White-label cellphones manufactured in a Chinese factory are believed to contain Trojan software that enables fraudsters to set up mobile game accounts using the owners’ phone numbers, police said on Saturday, with nearly 100 older people affected so far.
After receiving a number of complaints from local branches over the past few months, the National Police Agency launched an investigation into the mobile game points-for-cash scam.
The fraudsters would pose as women online to persuade people to buy game point cards at supermarkets and load the points into accounts created with the cellphone users’ phone numbers before requesting cash refunds from the game company.
The agency said that it traced most of the numbers to low-tech cellphones owned by older people who had never downloaded or even heard of the game.
Investigators then traced the phones to a white-label cellphone factory in China, which they suspect loaded Trojan software onto the devices that were sold in Taiwan with Taiwanese branding, unbeknownst to telecoms.
Investigators believe the fraudsters registered accounts using phone numbers held by people with the modified devices.
Once a confirmation code is sent by text message, the Trojan software would automatically forward it to the fraudster to complete setting up the account.
Most of the game accounts were registered with foreign IP addresses, limiting investigators’ ability to trace them, the agency said.
At this point, the only course of action is to hand over the owners of the phone numbers to prosecutors to determine if any laws were contravened, it added.
The agency said that it has contacted the game company in the hopes of disabling the ability to store points in foreign accounts, while the nation’s telecoms have been instructed to address the issue.
Aside from exercising caution when purchasing Chinese-made mobile phones, the agency offered some tips for avoiding malicious software or similar types of fraud.
If a cellphone user only plans to make and receive calls, the agency recommends contacting their telecom provider to disable text messaging to prevent bad actors from setting up accounts linked to their number.
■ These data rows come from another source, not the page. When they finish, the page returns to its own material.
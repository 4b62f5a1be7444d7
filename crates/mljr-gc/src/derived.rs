//! Properties derived from critical constants: liquid density and
//! temperature-scaled surface tension.
//!
//! Both correlations are only meaningful below the critical temperature; the
//! functions reject inputs outside that domain instead of returning NaN.

use crate::error::{GcError, GcResult};
use mljr_core::constants::R_GAS;
use mljr_core::{Real, ensure_finite};
use tracing::trace;

/// Exponent of the reduced-temperature terms in the density correlation.
const DENSITY_EXPONENT: Real = 2.0 / 7.0;

/// Exponent of the surface-tension scaling law.
const TENSION_EXPONENT: Real = 11.0 / 9.0;

/// Liquid density (g/mL) at temperature `t` (K).
///
/// `m` in g/mol, `tc`/`tb` in K, `pc` in bar, `vc` in cm³/mol.
pub fn density(m: Real, t: Real, tc: Real, pc: Real, vc: Real, tb: Real) -> GcResult<Real> {
    if !(m > 0.0) {
        return Err(GcError::OutOfDomain {
            what: "molar mass must be positive",
        });
    }
    if !(pc > 0.0 && vc > 0.0) {
        return Err(GcError::OutOfDomain {
            what: "critical pressure and volume must be positive",
        });
    }
    if !(t > 0.0 && t < tc) {
        return Err(GcError::OutOfDomain {
            what: "density requires 0 < T < Tc",
        });
    }
    if !(tb > 0.0 && tb < tc) {
        return Err(GcError::OutOfDomain {
            what: "density requires 0 < Tb < Tc",
        });
    }

    let tr = t / tc;
    let tbr = tb / tc;
    let beta = (-1.0 - (1.0 - tr).powf(DENSITY_EXPONENT))
        / (1.0 + (1.0 - tbr).powf(DENSITY_EXPONENT));
    let base = 0.3445 * pc * vc.powf(1.0135) / tc / R_GAS / 10.0;
    let d = m * pc / R_GAS / tc * base.powf(beta) / 10.0;
    trace!(t, tr, tbr, beta, d, "density");
    ensure_finite(d, "density").map_err(GcError::from)
}

/// Surface tension (mN/m) at `t`, scaled from `q_ref` measured at `t_ref`.
pub fn surface_tension(t: Real, q_ref: Real, t_ref: Real, tc: Real) -> GcResult<Real> {
    if !(t < tc) {
        return Err(GcError::OutOfDomain {
            what: "surface tension requires T < Tc",
        });
    }
    if !(t_ref < tc) {
        return Err(GcError::OutOfDomain {
            what: "surface tension requires Tref < Tc",
        });
    }
    let ratio = (tc - t) / (tc - t_ref);
    let st = ratio.powf(TENSION_EXPONENT) * q_ref;
    trace!(t, t_ref, ratio, st, "surface tension");
    ensure_finite(st, "surface tension").map_err(GcError::from)
}
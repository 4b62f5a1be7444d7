//! Line lexer for the input file.
//!
//! Each meaningful line becomes one `key : value` entry. Comments start at `#`,
//! tabs count as spaces, quotes are dropped and only the first `:` splits.

use crate::{InputError, InputResult};

/// One `key : value` line.
#[derive(Debug, Clone, PartialEq, Eq)]
pub struct Entry {
    /// Lower-cased, trimmed.
    pub key: String,
    /// Trimmed, original case.
    pub value: String,
    /// 1-based line number in the source text.
    pub line: usize,
}

impl Entry {
    pub fn is_mark(&self) -> bool {
        self.key == "mark"
    }
}

pub fn lex(text: &str) -> InputResult<Vec<Entry>> {
    let mut entries = Vec::new();
    for (idx, raw) in text.lines().enumerate() {
        let line = idx + 1;
        let content = match raw.find('#') {
            Some(pos) => &raw[..pos],
            None => raw,
        };
        let content = content.replace('\t', " ");
        let content = content.trim();
        if content.is_empty() {
            continue;
        }

        let syntax = |reason| InputError::Syntax {
            line,
            text: raw.trim_end().to_string(),
            reason,
        };

        if !content.contains(':') {
            return Err(syntax("expected 'key : value'"));
        }
        let unquoted: String = content.chars().filter(|c| !matches!(c, '"' | '\'')).collect();
        let (key, value) = unquoted
            .split_once(':')
            .ok_or_else(|| syntax("expected 'key : value'"))?;
        let key = key.trim();
        if key.is_empty() {
            return Err(syntax("missing key"));
        }

        entries.push(Entry {
            key: key.to_lowercase(),
            value: value.trim().to_string(),
            line,
        });
    }
    Ok(entries)
}

#[cfg(test)]
mod tests {
    use super::*;

    #[test]
    fn comments_blank_lines_and_tabs() {
        let text = "# header\n\n\ttype\t:  Purity   # trailing\n   \n";
        let entries = lex(text).unwrap();
        assert_eq!(
            entries,
            vec![Entry {
                key: "type".into(),
                value: "Purity".into(),
                line: 3
            }]
        );
    }

    #[test]
    fn quotes_are_removed_and_first_colon_splits() {
        let entries = lex("RATIO : \"1:2\"\n'S' : 'C3H8O3'").unwrap();
        assert_eq!(entries[0].key, "ratio");
        assert_eq!(entries[0].value, "1:2");
        assert_eq!(entries[1].key, "s");
        assert_eq!(entries[1].value, "C3H8O3");
    }

    #[test]
    fn line_without_colon_reports_line_number() {
        let err = lex("type : p\n\njust words\n").unwrap_err();
        match err {
            InputError::Syntax { line, text, .. } => {
                assert_eq!(line, 3);
                assert_eq!(text, "just words");
            }
            other => panic!("unexpected error {other:?}"),
        }
    }

    #[test]
    fn colon_only_inside_comment_is_an_error() {
        assert!(matches!(
            lex("name # note: here"),
            Err(InputError::Syntax { line: 1, .. })
        ));
    }

    #[test]
    fn blank_key_is_an_error() {
        assert!(matches!(
            lex("  : 3"),
            Err(InputError::Syntax { line: 1, .. })
        ));
        assert!(matches!(
            lex("\"\" : 3"),
            Err(InputError::Syntax { line: 1, .. })
        ));
    }

    #[test]
    fn empty_value_is_kept() {
        let entries = lex("-CH3 :").unwrap();
        assert_eq!(entries[0].key, "-ch3");
        assert_eq!(entries[0].value, "");
    }
}

#[cfg(test)]
mod proptests {
    use super::*;
    use proptest::prelude::*;

    proptest! {
        #[test]
        fn lexing_never_panics(text in "[ -~\t\n]{0,200}") {
            let _ = lex(&text);
        }

        #[test]
        fn keys_are_lowercase_and_trimmed(key in "[A-Za-z][A-Za-z0-9<>=@-]{0,8}", value in "[0-9]{0,3}") {
            let entries = lex(&format!("  {key}  :  {value}  ")).unwrap();
            prop_assert_eq!(entries.len(), 1);
            prop_assert_eq!(&entries[0].key, &key.to_lowercase());
            prop_assert_eq!(&entries[0].value, &value);
        }
    }
}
A compromised phone or computer often displays signs such as increased battery usage or slow functionality, or would show a program that the user did not download, it said, adding that sometimes it disables or uninstalls antivirus software.
In addition, if someone’s device sends out e-mails to their contact list, is unable to download or run applications, displays an abnormal number of pop-ups, suddenly loses signal or cannot make or receive calls or messages, it might have a virus or be otherwise compromised, the agency said.